Stored records
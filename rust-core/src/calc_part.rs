use crate::{
    attr_value,
    files_part::{
        Archive, CONTENT_TYPES, WORKBOOK, WORKBOOK_RELS, part_path, read_entry,
        relationship_target,
    },
    find_element, set_attribute, strip_children,
};
use anyhow::{Context, Result};
use quick_xml::events::BytesStart;

/// Archive entries that change when cell values change.
#[derive(Debug, Default)]
pub(crate) struct RecalcParts {
    replaced: Vec<(String, Vec<u8>)>,
    dropped: Vec<String>,
}

impl RecalcParts {
    pub fn replacement(&self, name: &str) -> Option<&[u8]> {
        self.replaced
            .iter()
            .find(|(n, _)| n == name)
            .map(|(_, body)| body.as_slice())
    }

    pub fn drops(&self, name: &str) -> bool {
        self.dropped.iter().any(|n| n == name)
    }
}

/// Sets `fullCalcOnLoad` in workbook.xml and removes `calcChain.xml` with its
/// relationship and content-type override.
pub(crate) fn recalc_parts(zip: &mut Archive<'_>) -> Result<RecalcParts> {
    let mut parts = RecalcParts::default();

    let mut workbook_xml = read_entry(zip, WORKBOOK)?;
    force_full_calc(&mut workbook_xml)?;
    parts.replaced.push((WORKBOOK.to_owned(), workbook_xml));

    let rels_xml = read_entry(zip, WORKBOOK_RELS)?;
    let Some(target) = relationship_target(&rels_xml, is_calc_chain) else {
        return Ok(parts);
    };
    let chain = part_path(&target);
    if let Some(rels) = strip_children(&rels_xml, b"Relationship", is_calc_chain)? {
        parts.replaced.push((WORKBOOK_RELS.to_owned(), rels));
    }

    if let Ok(types_xml) = read_entry(zip, CONTENT_TYPES) {
        let part_name = format!("/{chain}");
        let stripped = strip_children(&types_xml, b"Override", |e| {
            attr_value(e, b"PartName").as_deref() == Some(part_name.as_str())
        })?;
        if let Some(types) = stripped {
            parts.replaced.push((CONTENT_TYPES.to_owned(), types));
        }
    }

    parts.dropped.push(chain);
    Ok(parts)
}

fn is_calc_chain(e: &BytesStart<'_>) -> bool {
    attr_value(e, b"Type").is_some_and(|t| t.ends_with("/calcChain"))
}

/// Children of `<workbook>` that may precede `<calcPr>`, last first.
const CALC_PR_PREDECESSORS: [&[u8]; 4] = [b"definedNames", b"externalReferences", b"functionGroups", b"sheets"];

pub(crate) fn force_full_calc(workbook_xml: &mut Vec<u8>) -> Result<()> {
    if let Some(calc) = find_element(workbook_xml, b"calcPr")? {
        return set_attribute(workbook_xml, &calc, "fullCalcOnLoad", "1");
    }

    let mut anchor = None;
    for tag in CALC_PR_PREDECESSORS {
        anchor = find_element(workbook_xml, tag)?;
        if anchor.is_some() {
            break;
        }
    }
    let anchor = anchor.context("<sheets> not found in workbook.xml")?;

    let prefix = element_prefix(&workbook_xml[anchor.start..anchor.open_end]);
    let calc = format!(r#"<{prefix}calcPr fullCalcOnLoad="1"/>"#);
    workbook_xml.splice(anchor.end..anchor.end, calc.into_bytes());
    Ok(())
}

/// Namespace prefix of a start tag, colon included (`"x:"` for `<x:sheets>`).
fn element_prefix(start_tag: &[u8]) -> String {
    let name = start_tag[1..]
        .split(|b| b.is_ascii_whitespace() || *b == b'/' || *b == b'>')
        .next()
        .unwrap_or_default();
    match memchr::memchr(b':', name) {
        Some(i) => String::from_utf8_lossy(&name[..=i]).into_owned(),
        None => String::new(),
    }
}
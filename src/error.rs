use std::path::PathBuf;
use thiserror::Error;

pub type GenResult<T> = Result<T, GenError>;

/// Failures of a generation run. Each one aborts the batch where it is raised.
#[derive(Error, Debug)]
pub enum GenError {
    #[error("cannot open template `{}`", path.display())]
    TemplateUnreadable {
        path: PathBuf,
        #[source]
        source: anyhow::Error,
    },

    #[error("cannot prepare export directory `{}`", path.display())]
    ExportDirError {
        path: PathBuf,
        #[source]
        source: std::io::Error,
    },

    #[error("cannot read mapping file `{}`", path.display())]
    SourceUnreadable {
        path: PathBuf,
        #[source]
        source: anyhow::Error,
    },

    #[error("cannot write the workbook of `{entity}`")]
    ExportWriteFailed {
        entity: String,
        #[source]
        source: anyhow::Error,
    },

    #[error("invalid configuration: {0}")]
    InvalidConfig(String),
}

impl GenError {
    /// Pipeline stage the error was raised in.
    pub fn stage(&self) -> &'static str {
        match self {
            GenError::TemplateUnreadable { .. } => "template",
            GenError::ExportDirError { .. } => "export directory",
            GenError::SourceUnreadable { .. } => "mapping",
            GenError::ExportWriteFailed { .. } => "export",
            GenError::InvalidConfig(_) => "configuration",
        }
    }

    /// Process exit code; 2 is left to clap usage errors.
    pub fn exit_code(&self) -> u8 {
        match self {
            GenError::TemplateUnreadable { .. } => 3,
            GenError::ExportDirError { .. } => 4,
            GenError::SourceUnreadable { .. } => 5,
            GenError::ExportWriteFailed { .. } => 6,
            GenError::InvalidConfig(_) => 7,
        }
    }
}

*Task statement*. All of the entries should be transcribed exactly as they appear.

*Reply to the exercise*.
filename rust-core/src/calc_part.rs
use crate::{
    attr_value,
    files_part::{
        Archive, CONTENT_TYPES, WORKBOOK, WORKBOOK_RELS, part_path, read_entry,
        relationship_target,
    },
    find_element, set_attribute, strip_children,
};
use anyhow::{Context, Result};
use quick_xml::events::BytesStart;

/// Archive entries that change when cell values change.
#[derive(Debug, Default)]
pub(crate) struct RecalcParts {
    replaced: Vec<(String, Vec<u8>)>,
    dropped: Vec<String>,
}

impl RecalcParts {
    pub fn replacement(&self, name: &str) -> Option<&[u8]> {
        self.replaced
            .iter()
            .find(|(n, _)| n == name)
            .map(|(_, body)| body.as_slice())
    }

    pub fn drops(&self, name: &str) -> bool {
        self.dropped.iter().any(|n| n == name)
    }
}

/// Sets `fullCalcOnLoad` in workbook.xml and removes `calcChain.xml` with its
/// relationship and content-type override.
pub(crate) fn recalc_parts(zip: &mut Archive<'_>) -> Result<RecalcParts> {
    let mut parts = RecalcParts::default();

    let mut workbook_xml = read_entry(zip, WORKBOOK)?;
    force_full_calc(&mut workbook_xml)?;
    parts.replaced.push((WORKBOOK.to_owned(), workbook_xml));

    let rels_xml = read_entry(zip, WORKBOOK_RELS)?;
    let Some(target) = relationship_target(&rels_xml, is_calc_chain) else {
        return Ok(parts);
    };
    let chain = part_path(&target);
    if let Some(rels) = strip_children(&rels_xml, b"Relationship", is_calc_chain)? {
        parts.replaced.push((WORKBOOK_RELS.to_owned(), rels));
    }

    if let Ok(types_xml) = read_entry(zip, CONTENT_TYPES) {
        let part_name = format!("/{chain}");
        let stripped = strip_children(&types_xml, b"Override", |e| {
            attr_value(e, b"PartName").as_deref() == Some(part_name.as_str())
        })?;
        if let Some(types) = stripped {
            parts.replaced.push((CONTENT_TYPES.to_owned(), types));
        }
    }

    parts.dropped.push(chain);
    Ok(parts)
}

fn is_calc_chain(e: &BytesStart<'_>) -> bool {
    attr_value(e, b"Type").is_some_and(|t| t.ends_with("/calcChain"))
}

/// Children of `<workbook>` that may precede `<calcPr>`, last first.
const CALC_PR_PREDECESSORS: [&[u8]; 4] = [b"definedNames", b"externalReferences", b"functionGroups", b"sheets"];

pub(crate) fn force_full_calc(workbook_xml: &mut Vec<u8>) -> Result<()> {
    if let Some(calc) = find_element(workbook_xml, b"calcPr")? {
        return set_attribute(workbook_xml, &calc, "fullCalcOnLoad", "1");
    }

    let mut anchor = None;
    for tag in CALC_PR_PREDECESSORS {
        anchor = find_element(workbook_xml, tag)?;
        if anchor.is_some() {
            break;
        }
    }
    let anchor = anchor.context("<sheets> not found in workbook.xml")?;

    let prefix = element_prefix(&workbook_xml[anchor.start..anchor.open_end]);
    let calc = format!(r#"<{prefix}calcPr fullCalcOnLoad="1"/>"#);
    workbook_xml.splice(anchor.end..anchor.end, calc.into_bytes());
    Ok(())
}

/// Namespace prefix of a start tag, colon included (`"x:"` for `<x:sheets>`).
fn element_prefix(start_tag: &[u8]) -> String {
    let name = start_tag[1..]
        .split(|b| b.is_ascii_whitespace() || *b == b'/' || *b == b'>')
        .next()
        .unwrap_or_default();
    match memchr::memchr(b':', name) {
        Some(i) => String::from_utf8_lossy(&name[..=i]).into_owned(),
        None => String::new(),
    }
}
filename src/error.rs
use std::path::PathBuf;
use thiserror::Error;

pub type GenResult<T> = Result<T, GenError>;

/// Failures of a generation run. Each one aborts the batch where it is raised.
#[derive(Error, Debug)]
pub enum GenError {
    #[error("cannot open template `{}`", path.display())]
    TemplateUnreadable {
        path: PathBuf,
        #[source]
        source: anyhow::Error,
    },

    #[error("cannot prepare export directory `{}`", path.display())]
    ExportDirError {
        path: PathBuf,
        #[source]
        source: std::io::Error,
    },

    #[error("cannot read mapping file `{}`", path.display())]
    SourceUnreadable {
        path: PathBuf,
        #[source]
        source: anyhow::Error,
    },

    #[error("cannot write the workbook of `{entity}`")]
    ExportWriteFailed {
        entity: String,
        #[source]
        source: anyhow::Error,
    },

    #[error("invalid configuration: {0}")]
    InvalidConfig(String),
}

impl GenError {
    /// Pipeline stage the error was raised in.
    pub fn stage(&self) -> &'static str {
        match self {
            GenError::TemplateUnreadable { .. } => "template",
            GenError::ExportDirError { .. } => "export directory",
            GenError::SourceUnreadable { .. } => "mapping",
            GenError::ExportWriteFailed { .. } => "export",
            GenError::InvalidConfig(_) => "configuration",
        }
    }

    /// Process exit code; 2 is left to clap usage errors.
    pub fn exit_code(&self) -> u8 {
        match self {
            GenError::TemplateUnreadable { .. } => 3,
            GenError::ExportDirError { .. } => 4,
            GenError::SourceUnreadable { .. } => 5,
            GenError::ExportWriteFailed { .. } => 6,
            GenError::InvalidConfig(_) => 7,
        }
    }
}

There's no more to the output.